**ASSIGNED TASK**:
Copy out each line of the data that contains "provider".

**DATA EXTRACTS**:
//! HTTP client factory with consistent timeout configuration.
//!
//! Outbound clients are built here rather than through `reqwest::Client::new()`
//! so every provider call is bounded.

use reqwest::Client;
use std::time::Duration;

/// Connect timeout (TCP handshake + TLS).
pub const DEFAULT_CONNECT_TIMEOUT: Duration = Duration::from_secs(5);

/// Total request/response time for provider API calls.
pub const DEFAULT_REQUEST_TIMEOUT: Duration = Duration::from_secs(30);

pub fn try_build_client() -> Result<Client, reqwest::Error> {
    Client::builder()
        .connect_timeout(DEFAULT_CONNECT_TIMEOUT)
        .timeout(DEFAULT_REQUEST_TIMEOUT)
        .build()
}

**TASK SOLUTION**:
//! so every provider call is bounded.
/// Total request/response time for provider API calls.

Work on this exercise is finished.